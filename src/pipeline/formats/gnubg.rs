//! GNU Backgammon transcripts (SGF, MAT and plain-text exports).
//!
//! The three exports share one record model. SGF numbers points 0-23 from
//! the mover's side with 24 for the bar and may carry boards and analysis;
//! MAT and text exports number 1-24 and carry neither.

use serde::{Deserialize, Serialize};

use super::{analysis_from, chances_from, dice_from, parse_match_date, MatchHeader, PointEncoding, Snapshot, UniversalAction, UniversalGame, UniversalMatch, UniversalMove};
use crate::models::enums::{CubeAction, MatchFormat};
use crate::models::{AnalysisDepth, Board, CheckerMoveEval, Cube, CubeEvaluation, Point, NO_COLOR};
use crate::pipeline::cube::classify_explicit;
use crate::pipeline::import::ImportError;
use crate::pipeline::notation::normalize_sub_moves;

pub const GNUBG_ENGINE: &str = "GNU Backgammon";

#[derive(Debug, Clone, Copy, PartialEq, Eq, Serialize, Deserialize)]
#[serde(rename_all = "snake_case")]
pub enum GnubgSource {
    Sgf,
    Mat,
    Text,
}

impl GnubgSource {
    pub fn format(&self) -> MatchFormat {
        match self {
            Self::Sgf => MatchFormat::GnubgSgf,
            Self::Mat => MatchFormat::GnubgMat,
            Self::Text => MatchFormat::GnubgText,
        }
    }
}

#[derive(Debug, Clone, Default, PartialEq, Serialize, Deserialize)]
pub struct GnubgMatchInfo {
    pub player_names: [String; 2],
    pub match_length: i32,
    pub event: String,
    pub round: String,
    pub place: String,
    pub date: Option<String>,
}

#[derive(Debug, Clone, PartialEq, Serialize, Deserialize)]
pub struct GnubgMatch {
    pub source: GnubgSource,
    pub info: GnubgMatchInfo,
    pub games: Vec<GnubgGame>,
}

#[derive(Debug, Clone, PartialEq, Serialize, Deserialize)]
pub struct GnubgGame {
    pub game_number: i32,
    pub score: [i32; 2],
    /// Winning player index, `-1` when unfinished.
    pub winner: i32,
    pub points: i32,
    pub records: Vec<GnubgRecord>,
}

/// gnubg's two-sided board: `an_board[1]` is the player on roll,
/// `an_board[0]` the opponent, each indexed 0-23 from its own side with 24
/// for the bar.
#[derive(Debug, Clone, Copy, PartialEq, Serialize, Deserialize)]
pub struct GnubgBoard {
    pub an_board: [[u8; 25]; 2],
    pub cube_value: u32,
    /// Absolute owner index, `-1` centred.
    pub cube_owner: i8,
}

#[derive(Debug, Clone, PartialEq, Serialize, Deserialize)]
pub struct GnubgMoveEval {
    pub plies: i32,
    pub rollout: bool,
    pub moves: Vec<[i32; 2]>,
    pub equity: f64,
    pub chances: [f64; 6],
}

#[derive(Debug, Clone, PartialEq, Serialize, Deserialize)]
pub struct GnubgCubeEval {
    pub plies: i32,
    pub rollout: bool,
    pub chances: [f64; 6],
    pub cubeful_no_double: f64,
    pub cubeful_double_take: f64,
    pub cubeful_double_pass: f64,
}

#[derive(Debug, Clone, PartialEq, Serialize, Deserialize)]
#[serde(tag = "kind", rename_all = "snake_case")]
pub enum GnubgRecord {
    Move {
        player: u8,
        dice: [i32; 2],
        moves: Vec<[i32; 2]>,
        board: Option<GnubgBoard>,
        analysis: Vec<GnubgMoveEval>,
        cube_eval: Option<GnubgCubeEval>,
    },
    /// One side of a cube exchange: an offer, a response or a declined
    /// double.
    Cube {
        player: u8,
        action: String,
        board: Option<GnubgBoard>,
        evaluation: Option<GnubgCubeEval>,
    },
}

fn depth_of(plies: i32, rollout: bool) -> AnalysisDepth {
    if rollout {
        AnalysisDepth::Rollout
    } else {
        u8::try_from(plies)
            .ok()
            .and_then(|p| p.checked_add(1))
            .map(AnalysisDepth::Ply)
            .unwrap_or_default()
    }
}

impl GnubgBoard {
    pub fn to_snapshot(&self, on_roll: u8) -> Snapshot {
        let mut board = Board::empty();
        for (side, player) in [(1usize, on_roll), (0usize, 1 - on_roll)] {
            for (index, &count) in self.an_board[side].iter().enumerate() {
                if count > 0 {
                    let slot = Board::slot_for(player, index as i32 + 1);
                    board.points[slot] = Point::new(count, player as i8);
                }
            }
        }
        board.recompute_bearoff();

        let owner = if self.cube_owner == 0 || self.cube_owner == 1 {
            self.cube_owner
        } else {
            NO_COLOR
        };
        Snapshot {
            board,
            cube: Cube { owner, value: Cube::exponent_of(self.cube_value) },
        }
    }
}

impl GnubgCubeEval {
    fn to_evaluation(&self) -> CubeEvaluation {
        CubeEvaluation {
            depth: depth_of(self.plies, self.rollout),
            chances: chances_from(&self.chances),
            cubeful_no_double: self.cubeful_no_double,
            cubeful_double_take: self.cubeful_double_take,
            cubeful_double_pass: self.cubeful_double_pass,
            best_action: CubeEvaluation::best_action_for(
                self.cubeful_no_double,
                self.cubeful_double_take,
                self.cubeful_double_pass,
            )
            .to_string(),
        }
    }
}

/// A double waiting for its answer.
struct PendingOffer {
    player: u8,
    action: String,
    snapshot: Option<Snapshot>,
    evaluation: Option<CubeEvaluation>,
}

impl PendingOffer {
    fn resolve(self, response: Option<&str>) -> UniversalMove {
        let label = format!("{}/{}", self.action.trim(), response.map(str::trim).unwrap_or_default());
        UniversalMove {
            player: self.player,
            dice: [0, 0],
            action: UniversalAction::Cube { label },
            snapshot: self.snapshot,
            analysis: analysis_from(GNUBG_ENGINE, Vec::new(), self.evaluation),
        }
    }
}

impl GnubgMatch {
    pub fn to_universal(&self) -> Result<UniversalMatch, ImportError> {
        let encoding = PointEncoding::for_format(self.source.format());
        let info = &self.info;
        let header = MatchHeader {
            player1_name: info.player_names[0].clone(),
            player2_name: info.player_names[1].clone(),
            event: info.event.clone(),
            location: info.place.clone(),
            round: info.round.clone(),
            match_length: info.match_length,
            match_date: info.date.as_deref().and_then(parse_match_date),
        };

        let mut games = Vec::with_capacity(self.games.len());
        for game in &self.games {
            games.push(self.game_to_universal(game, &encoding)?);
        }
        Ok(UniversalMatch { header, games })
    }

    fn game_to_universal(&self, game: &GnubgGame, encoding: &PointEncoding) -> Result<UniversalGame, ImportError> {
        let mut moves = Vec::with_capacity(game.records.len());
        let mut pending_offer: Option<PendingOffer> = None;
        let mut pending_no_double: Option<CubeEvaluation> = None;

        for (index, record) in game.records.iter().enumerate() {
            match record {
                GnubgRecord::Cube { player, action, board, evaluation } => {
                    if *player > 1 {
                        return Err(ImportError::MalformedTranscript(format!(
                            "game {} record {}: player {player}",
                            game.game_number,
                            index + 1
                        )));
                    }
                    let evaluation = evaluation.as_ref().map(GnubgCubeEval::to_evaluation);
                    match classify_explicit(action) {
                        Some(CubeAction::NoDouble) => {
                            pending_no_double = evaluation;
                        }
                        Some(CubeAction::Take | CubeAction::Pass) => {
                            let offer = pending_offer.take().unwrap_or_else(|| PendingOffer {
                                player: 1 - *player,
                                action: "Double".to_string(),
                                snapshot: None,
                                evaluation: None,
                            });
                            moves.push(offer.resolve(Some(action)));
                        }
                        _ => {
                            if let Some(unanswered) = pending_offer.take() {
                                moves.push(unanswered.resolve(None));
                            }
                            pending_offer = Some(PendingOffer {
                                player: *player,
                                action: action.clone(),
                                snapshot: board.map(|b| b.to_snapshot(*player)),
                                evaluation,
                            });
                        }
                    }
                }
                GnubgRecord::Move { player, dice, moves: sub_moves, board, analysis, cube_eval } => {
                    if *player > 1 {
                        return Err(ImportError::MalformedTranscript(format!(
                            "game {} record {}: player {player}",
                            game.game_number,
                            index + 1
                        )));
                    }
                    if let Some(unanswered) = pending_offer.take() {
                        moves.push(unanswered.resolve(None));
                    }
                    let context = format!("game {} record {}", game.game_number, index + 1);
                    let checker_moves = analysis
                        .iter()
                        .enumerate()
                        .map(|(i, eval)| CheckerMoveEval {
                            index: i,
                            depth: depth_of(eval.plies, eval.rollout),
                            move_text: normalize_sub_moves(
                                &encoding.translate_all(eval.moves.iter().map(|m| (m[0], m[1]))),
                            ),
                            equity: eval.equity,
                            equity_error: None,
                            chances: chances_from(&eval.chances),
                        })
                        .collect();
                    let cube = cube_eval
                        .as_ref()
                        .map(GnubgCubeEval::to_evaluation)
                        .or(pending_no_double.take());

                    moves.push(UniversalMove {
                        player: *player,
                        dice: dice_from(*dice, &context)?,
                        action: UniversalAction::Checker {
                            sub_moves: encoding.translate_all(sub_moves.iter().map(|m| (m[0], m[1]))),
                        },
                        snapshot: board.map(|b| b.to_snapshot(*player)),
                        analysis: analysis_from(GNUBG_ENGINE, checker_moves, cube),
                    });
                }
            }
        }
        if let Some(unanswered) = pending_offer.take() {
            moves.push(unanswered.resolve(None));
        }

        Ok(UniversalGame {
            game_number: game.game_number,
            initial_score: game.score,
            winner: if game.winner == 0 || game.winner == 1 { game.winner } else { -1 },
            points_won: game.points,
            moves,
        })
    }
}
- - - -
## Work to be completed
Which lines above contain the word "label"? Copy each of them.

## Reply
        let label = format!("{}/{}", self.action.trim(), response.map(str::trim).unwrap_or_default());
            action: UniversalAction::Cube { label },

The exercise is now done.